Common Ground? Not So Sure...

I recently attended a "town hall" meeting regarding the Common Ground Initiative in Salt Lake. Sitting in a room full of gay activists and allies, I felt distinctly...distinct. I looked around the room and thought, "The people crying most loudly to be treated like everyone else are not at all LIKE everyone else. They're rougher, more crass, seemingly oblivious to how bizarre their appearance and speech would seem to most people they encounter on a daily basis. I don't think my perspective is SO skewed that I don't realize that I live in a cozy, suburban bubble that belies reality. I think they are probably deceived, unaware of the oddity and crudity of their behavior and sexual expression." Mind you, people looking or behaving "differently" should be no excuse for treating them with any less dignity or respect than anyone else, except perhaps where they're dishing out disrespect themselves. So I'm not saying people who are different don't deserve rights. I am simply saying I wasn't sure what, exactly, they were really hoping for...was it to be seen as "normal" and "typical" regardless of what they do and say? I wasn't sure. That may sound ignorant, but it's what I thought. Here I was, a gay man rather turned off by gay men and women and their in-your-face, militant attitudes. In their spouting off, they demonstrated just as little real intent to understand their probable political opponents as most Prop 8 supporters did. Common Ground? Really? I was disappointed.
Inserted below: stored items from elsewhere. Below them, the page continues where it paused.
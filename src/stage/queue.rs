use std::sync::{Arc, Mutex, MutexGuard};

use tracing::trace;

use crate::foundation::core::TargetId;
use crate::foundation::sync::lock;
use crate::stage::assignment::Stage;
use crate::stage::callback::{CallbackId, RegisteredCallback};
use crate::target::slot::{TargetSlot, TargetState};

/// Targets one runner services, partitioned by stage, plus the deferred-destruction lists.
///
/// The lock is held for the whole of a task, so iteration never overlaps a mutation. Mutations
/// come from the driving context between frames; the pending lists are drained at the end of a
/// task, never while a stage is walking its targets.
#[derive(Debug, Default)]
pub(crate) struct WorkQueue {
    state: Mutex<QueueState>,
}

impl WorkQueue {
    pub(crate) fn new() -> Arc<Self> {
        Arc::new(Self::default())
    }

    pub(crate) fn lock(&self) -> MutexGuard<'_, QueueState> {
        lock(&self.state)
    }
}

#[derive(Debug, Default)]
pub(crate) struct QueueState {
    window: Vec<Arc<TargetSlot>>,
    cull: Vec<Arc<TargetSlot>>,
    draw: Vec<Arc<TargetSlot>>,
    pending_release: Vec<Arc<TargetSlot>>,
    pending_close: Vec<Arc<TargetSlot>>,
    pub(crate) callbacks: Vec<RegisteredCallback>,
}

/// Counts from one drain of the pending lists.
#[derive(Clone, Copy, Debug, Default, PartialEq, Eq)]
pub(crate) struct Drained {
    pub(crate) released: u64,
    pub(crate) closed: u64,
}

impl QueueState {
    pub(crate) fn targets(&self, stage: Stage) -> &[Arc<TargetSlot>] {
        match stage {
            Stage::Window => &self.window,
            Stage::Cull => &self.cull,
            Stage::Draw => &self.draw,
        }
    }

    fn targets_mut(&mut self, stage: Stage) -> &mut Vec<Arc<TargetSlot>> {
        match stage {
            Stage::Window => &mut self.window,
            Stage::Cull => &mut self.cull,
            Stage::Draw => &mut self.draw,
        }
    }

    pub(crate) fn contains(&self, stage: Stage, id: TargetId) -> bool {
        self.targets(stage).iter().any(|s| s.id() == id)
    }

    /// Append `slot` to a stage list. Ordering is restored by the next `resort`.
    pub(crate) fn insert(&mut self, stage: Stage, slot: Arc<TargetSlot>) {
        if self.contains(stage, slot.id()) {
            return;
        }
        self.targets_mut(stage).push(slot);
    }

    pub(crate) fn remove(&mut self, stage: Stage, id: TargetId) -> bool {
        let list = self.targets_mut(stage);
        let before = list.len();
        list.retain(|s| s.id() != id);
        before != list.len()
    }

    /// Stable sort of every stage list by `(sort_key, creation order)`.
    pub(crate) fn resort(&mut self) {
        for stage in Stage::ALL {
            self.targets_mut(stage).sort_by_key(|s| s.order_key());
        }
    }

    /// Drop every stage membership. Pending lists and callbacks are kept.
    pub(crate) fn clear_targets(&mut self) {
        for stage in Stage::ALL {
            self.targets_mut(stage).clear();
        }
    }

    pub(crate) fn has_targets(&self, stage: Stage) -> bool {
        !self.targets(stage).is_empty()
    }

    pub(crate) fn has_pending(&self) -> bool {
        !self.pending_release.is_empty() || !self.pending_close.is_empty()
    }

    pub(crate) fn defer_release(&mut self, slot: Arc<TargetSlot>) {
        self.pending_release.push(slot);
    }

    pub(crate) fn defer_close(&mut self, slot: Arc<TargetSlot>) {
        self.pending_close.push(slot);
    }

    /// Release, then close, whatever was deferred to this runner.
    ///
    /// A close whose release is still queued on another runner stays pending until a later task.
    pub(crate) fn drain_pending(&mut self) -> Drained {
        let mut drained = Drained::default();
        for slot in self.pending_release.drain(..) {
            if slot.is_released() {
                continue;
            }
            trace!(target_id = %slot.id(), name = slot.name(), "releasing context");
            slot.target().release();
            slot.mark_released();
            drained.released += 1;
        }
        self.pending_close.retain(|slot| {
            if !slot.is_released() {
                return true;
            }
            trace!(target_id = %slot.id(), name = slot.name(), "closing target");
            slot.target().close();
            slot.set_state(TargetState::Closed);
            drained.closed += 1;
            false
        });
        drained
    }

    pub(crate) fn remove_callback(&mut self, id: CallbackId) -> bool {
        let before = self.callbacks.len();
        self.callbacks.retain(|cb| cb.id != id);
        before != self.callbacks.len()
    }
}

#[cfg(test)]
#[path = "../../tests/unit/stage/queue.rs"]
mod tests;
I was left feeling a clear desire not to become what I was witnessing, not to partake in the culture promulgated by those whom I was inclined to defend. Mind you, I had to check my gut reactions and recognize my knee-jerk distaste for what it was, but there was something intangible, inexplicable which spoke to me that this was, in fact, the core of the "gay" world, once you get past the pretty veneer of sexy young guys having sexy young relationships. For some reason, seeing two middle-aged men together, neither one acting much like a "man" in the traditional sense, and it bothered me. Shoot, I'm not as tolerant as I thought, maybe.

I thought, "Well if anything in my recent experience has instilled a desire for heteronormative functioning, this is it. I don't want to be middle-aged and weak- and fragile-seeming. I don't want to sound bitter and harping on religion and the vast majority of society. I don't want to be 35 and look utterly used and spent, probably the result of a really destructive pattern of habits and pastimes." I didn't want to be gay, and I didn't want to be counted as gay. I came to support a positive effort, and I went away feeling bland about the effort. I was a traitor.

And so it became clearer to me, as I felt distanced from the "gay" world, how some gay people desire and attempt to defy nature and what amounts to "common" sense to try making a normal, traditional male-female partnership work, apparently against the odds. I most often bristle at eager attempts at conformity, but in this dark, shrill room, I felt a clear desire for a more "normal" life. The idea of facing social and religious challenges and battling prejudice my entire life, possibly for no good reason other than my own stubborn refusal to accept the sanctity and eternal nature of gender and male-female marriage...well, when that lifelong battle was so clearly before me, I paused. I paused considerably.

I recognize that I still cling to some social norms and traditional roles. Much of me still thinks men should be sensitive and affectionate yet still strong and independent. Much of me still wonders how much of gender identity disorder or transgenderism is really psychological confusion that could be "corrected". And I fully recognize that I would then have to wonder more seriously whether counseling could also, in turn, "help" me with my homosexual/homoromantic desires. They're not the same thing, to be sure, but if I'm going to challenge the gay establishment in regards to transgenderism, I have to be fair and allow my own "condition" to be challenged. In a roundabout way, my pangs of what would be called intolerance by some made me back up and try to understand where those who are "ignorant" or "intolerant" about homosexuality in general are coming from. It reminded me that not all who believe in some kind of "change" are haters or simply not trying to understand, and it reminded me that just as I've gone through processes, I have to allow others at least as much time and learning to "come around", and maybe it's OK if they never completely do "come around" in certain ways because hey, diversity is the spice of life, right?